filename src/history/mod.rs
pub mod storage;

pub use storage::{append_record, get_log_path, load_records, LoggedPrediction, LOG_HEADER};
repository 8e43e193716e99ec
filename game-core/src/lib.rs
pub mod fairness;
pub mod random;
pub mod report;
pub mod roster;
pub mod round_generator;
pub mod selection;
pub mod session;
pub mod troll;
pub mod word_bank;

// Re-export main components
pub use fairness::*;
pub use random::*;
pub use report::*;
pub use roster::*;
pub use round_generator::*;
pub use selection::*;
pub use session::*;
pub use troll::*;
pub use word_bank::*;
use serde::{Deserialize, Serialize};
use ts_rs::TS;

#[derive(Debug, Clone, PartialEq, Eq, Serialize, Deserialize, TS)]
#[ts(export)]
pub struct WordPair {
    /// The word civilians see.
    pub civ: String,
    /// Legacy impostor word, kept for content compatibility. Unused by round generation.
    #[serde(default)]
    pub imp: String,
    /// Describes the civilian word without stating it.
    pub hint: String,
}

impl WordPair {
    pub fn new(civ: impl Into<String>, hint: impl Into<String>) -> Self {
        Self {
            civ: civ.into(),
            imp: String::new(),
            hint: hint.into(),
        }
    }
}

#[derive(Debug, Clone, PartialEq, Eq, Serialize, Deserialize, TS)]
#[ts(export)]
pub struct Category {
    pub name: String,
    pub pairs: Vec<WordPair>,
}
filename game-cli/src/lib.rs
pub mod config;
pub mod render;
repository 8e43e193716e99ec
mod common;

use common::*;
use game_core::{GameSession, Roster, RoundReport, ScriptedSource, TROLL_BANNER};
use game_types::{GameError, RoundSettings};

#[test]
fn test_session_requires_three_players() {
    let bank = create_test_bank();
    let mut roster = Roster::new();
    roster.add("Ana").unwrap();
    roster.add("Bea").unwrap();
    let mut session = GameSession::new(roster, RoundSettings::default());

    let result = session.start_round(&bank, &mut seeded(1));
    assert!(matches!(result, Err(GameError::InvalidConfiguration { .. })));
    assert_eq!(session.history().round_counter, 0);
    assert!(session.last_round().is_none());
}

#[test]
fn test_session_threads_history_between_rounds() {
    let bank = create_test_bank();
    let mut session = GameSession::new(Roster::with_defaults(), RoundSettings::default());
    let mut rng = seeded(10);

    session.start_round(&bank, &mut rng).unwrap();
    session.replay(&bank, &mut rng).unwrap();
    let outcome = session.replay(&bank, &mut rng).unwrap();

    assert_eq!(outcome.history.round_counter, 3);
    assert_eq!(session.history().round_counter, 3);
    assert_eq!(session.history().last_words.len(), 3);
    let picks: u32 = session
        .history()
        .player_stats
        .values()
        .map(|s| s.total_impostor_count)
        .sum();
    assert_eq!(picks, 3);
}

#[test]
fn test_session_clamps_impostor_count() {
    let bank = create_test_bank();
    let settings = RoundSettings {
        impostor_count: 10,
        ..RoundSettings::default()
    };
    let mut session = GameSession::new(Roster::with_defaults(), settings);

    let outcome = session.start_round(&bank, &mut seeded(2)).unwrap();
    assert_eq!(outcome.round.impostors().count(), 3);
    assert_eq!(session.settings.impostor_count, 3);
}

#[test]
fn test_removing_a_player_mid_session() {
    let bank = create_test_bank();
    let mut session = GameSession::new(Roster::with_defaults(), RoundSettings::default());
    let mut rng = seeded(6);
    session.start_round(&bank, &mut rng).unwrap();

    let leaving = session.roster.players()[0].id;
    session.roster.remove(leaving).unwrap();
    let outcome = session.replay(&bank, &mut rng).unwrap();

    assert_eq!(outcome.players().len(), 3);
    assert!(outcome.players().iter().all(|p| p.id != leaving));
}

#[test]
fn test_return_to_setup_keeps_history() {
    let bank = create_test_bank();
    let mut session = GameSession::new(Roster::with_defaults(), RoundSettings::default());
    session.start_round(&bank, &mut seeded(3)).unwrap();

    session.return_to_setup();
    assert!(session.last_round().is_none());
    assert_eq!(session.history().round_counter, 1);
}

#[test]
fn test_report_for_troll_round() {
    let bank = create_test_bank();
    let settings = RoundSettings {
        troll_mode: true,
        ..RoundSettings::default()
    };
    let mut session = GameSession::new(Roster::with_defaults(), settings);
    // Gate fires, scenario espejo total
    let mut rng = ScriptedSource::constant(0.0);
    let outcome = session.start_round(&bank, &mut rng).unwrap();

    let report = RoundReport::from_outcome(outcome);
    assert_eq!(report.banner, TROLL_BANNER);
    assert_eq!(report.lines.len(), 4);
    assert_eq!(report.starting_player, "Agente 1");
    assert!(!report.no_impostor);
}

* * *

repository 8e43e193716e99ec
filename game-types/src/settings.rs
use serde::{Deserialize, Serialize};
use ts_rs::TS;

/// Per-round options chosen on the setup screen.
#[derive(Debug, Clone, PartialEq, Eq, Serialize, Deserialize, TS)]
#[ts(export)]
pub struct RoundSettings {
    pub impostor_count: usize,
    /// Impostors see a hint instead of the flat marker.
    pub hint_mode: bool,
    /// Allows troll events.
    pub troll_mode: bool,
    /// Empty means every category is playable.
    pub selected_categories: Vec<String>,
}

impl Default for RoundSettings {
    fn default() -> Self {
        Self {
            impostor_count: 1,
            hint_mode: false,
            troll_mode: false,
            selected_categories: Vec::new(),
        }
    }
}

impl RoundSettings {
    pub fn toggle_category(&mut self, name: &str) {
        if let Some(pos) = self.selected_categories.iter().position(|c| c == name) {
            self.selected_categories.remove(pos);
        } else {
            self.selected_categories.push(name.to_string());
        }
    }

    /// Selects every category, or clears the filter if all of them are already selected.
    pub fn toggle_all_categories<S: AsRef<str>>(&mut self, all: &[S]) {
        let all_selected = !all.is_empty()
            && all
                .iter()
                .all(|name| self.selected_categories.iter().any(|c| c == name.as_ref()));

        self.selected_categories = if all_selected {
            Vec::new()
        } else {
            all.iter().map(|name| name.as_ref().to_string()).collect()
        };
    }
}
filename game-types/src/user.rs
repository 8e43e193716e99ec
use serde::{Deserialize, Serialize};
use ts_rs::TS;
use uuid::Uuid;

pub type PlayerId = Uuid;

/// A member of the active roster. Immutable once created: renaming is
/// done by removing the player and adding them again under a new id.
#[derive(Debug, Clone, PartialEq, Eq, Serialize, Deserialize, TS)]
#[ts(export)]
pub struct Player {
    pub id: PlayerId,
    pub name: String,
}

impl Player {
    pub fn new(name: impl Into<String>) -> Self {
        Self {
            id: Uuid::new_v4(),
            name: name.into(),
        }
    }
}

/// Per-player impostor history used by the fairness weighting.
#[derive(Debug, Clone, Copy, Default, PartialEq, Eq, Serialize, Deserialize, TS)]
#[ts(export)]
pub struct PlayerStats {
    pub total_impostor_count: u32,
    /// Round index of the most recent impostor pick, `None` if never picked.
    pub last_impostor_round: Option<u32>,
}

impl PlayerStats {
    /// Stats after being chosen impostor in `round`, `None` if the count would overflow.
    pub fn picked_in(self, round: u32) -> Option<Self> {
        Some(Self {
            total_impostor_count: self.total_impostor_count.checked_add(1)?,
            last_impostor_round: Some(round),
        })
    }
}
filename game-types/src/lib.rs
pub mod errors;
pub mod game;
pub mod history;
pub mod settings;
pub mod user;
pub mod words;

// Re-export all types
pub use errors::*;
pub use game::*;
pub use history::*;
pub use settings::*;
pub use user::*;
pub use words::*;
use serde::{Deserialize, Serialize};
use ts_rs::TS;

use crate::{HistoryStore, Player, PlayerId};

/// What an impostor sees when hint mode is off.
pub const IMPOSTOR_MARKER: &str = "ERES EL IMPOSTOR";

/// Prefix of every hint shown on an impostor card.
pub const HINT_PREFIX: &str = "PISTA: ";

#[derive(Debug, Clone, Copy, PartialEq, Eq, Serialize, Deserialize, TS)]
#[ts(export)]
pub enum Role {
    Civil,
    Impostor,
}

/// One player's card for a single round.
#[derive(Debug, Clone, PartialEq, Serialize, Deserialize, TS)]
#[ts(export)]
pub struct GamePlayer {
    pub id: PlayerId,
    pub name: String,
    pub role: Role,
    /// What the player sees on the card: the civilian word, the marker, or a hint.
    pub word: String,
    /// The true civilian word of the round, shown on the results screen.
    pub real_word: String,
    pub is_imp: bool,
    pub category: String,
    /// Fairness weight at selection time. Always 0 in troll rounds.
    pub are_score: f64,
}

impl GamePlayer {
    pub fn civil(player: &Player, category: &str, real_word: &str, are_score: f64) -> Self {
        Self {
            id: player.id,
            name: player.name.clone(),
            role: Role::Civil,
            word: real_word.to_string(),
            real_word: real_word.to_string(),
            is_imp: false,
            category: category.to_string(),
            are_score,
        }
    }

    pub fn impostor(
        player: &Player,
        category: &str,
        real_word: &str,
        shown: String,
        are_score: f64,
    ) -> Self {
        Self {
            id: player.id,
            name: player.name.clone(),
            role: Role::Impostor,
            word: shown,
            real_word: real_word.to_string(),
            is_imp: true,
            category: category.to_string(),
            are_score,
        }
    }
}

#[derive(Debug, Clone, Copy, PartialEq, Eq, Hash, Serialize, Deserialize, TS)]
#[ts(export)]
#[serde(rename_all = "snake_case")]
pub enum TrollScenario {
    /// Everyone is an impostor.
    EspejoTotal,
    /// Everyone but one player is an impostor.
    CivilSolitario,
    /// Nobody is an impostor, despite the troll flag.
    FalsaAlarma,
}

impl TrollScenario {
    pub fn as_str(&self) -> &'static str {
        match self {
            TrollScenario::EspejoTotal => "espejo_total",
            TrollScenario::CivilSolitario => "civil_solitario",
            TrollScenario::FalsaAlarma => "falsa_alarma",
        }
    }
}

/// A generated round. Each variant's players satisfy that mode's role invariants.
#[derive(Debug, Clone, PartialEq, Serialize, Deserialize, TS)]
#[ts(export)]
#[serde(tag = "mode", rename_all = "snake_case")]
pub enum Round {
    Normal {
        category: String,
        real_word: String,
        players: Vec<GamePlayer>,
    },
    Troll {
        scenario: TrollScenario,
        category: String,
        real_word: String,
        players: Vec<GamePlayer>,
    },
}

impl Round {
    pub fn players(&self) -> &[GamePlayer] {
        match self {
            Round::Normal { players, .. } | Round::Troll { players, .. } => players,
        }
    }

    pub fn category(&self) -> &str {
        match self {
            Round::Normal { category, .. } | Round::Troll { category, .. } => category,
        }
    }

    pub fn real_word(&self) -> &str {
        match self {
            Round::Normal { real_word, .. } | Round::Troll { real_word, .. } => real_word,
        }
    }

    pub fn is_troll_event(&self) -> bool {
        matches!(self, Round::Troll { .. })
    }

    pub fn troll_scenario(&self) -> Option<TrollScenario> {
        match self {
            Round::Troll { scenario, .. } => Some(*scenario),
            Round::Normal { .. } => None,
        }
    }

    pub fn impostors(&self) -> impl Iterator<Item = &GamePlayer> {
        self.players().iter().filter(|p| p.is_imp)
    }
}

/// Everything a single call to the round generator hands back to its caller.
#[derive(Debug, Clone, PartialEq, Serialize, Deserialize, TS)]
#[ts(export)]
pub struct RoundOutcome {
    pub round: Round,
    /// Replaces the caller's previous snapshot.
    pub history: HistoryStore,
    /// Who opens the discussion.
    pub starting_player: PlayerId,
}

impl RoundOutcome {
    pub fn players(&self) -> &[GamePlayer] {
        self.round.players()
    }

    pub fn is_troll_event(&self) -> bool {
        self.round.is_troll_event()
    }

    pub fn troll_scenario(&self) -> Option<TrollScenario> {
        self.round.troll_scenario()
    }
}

◆ TASK TO CARRY OUT
Isolate the lines above that contain the word "What" and copy them.

◆ SOLVED EXERCISE
/// What an impostor sees when hint mode is off.
    /// What the player sees on the card: the civilian word, the marker, or a hint.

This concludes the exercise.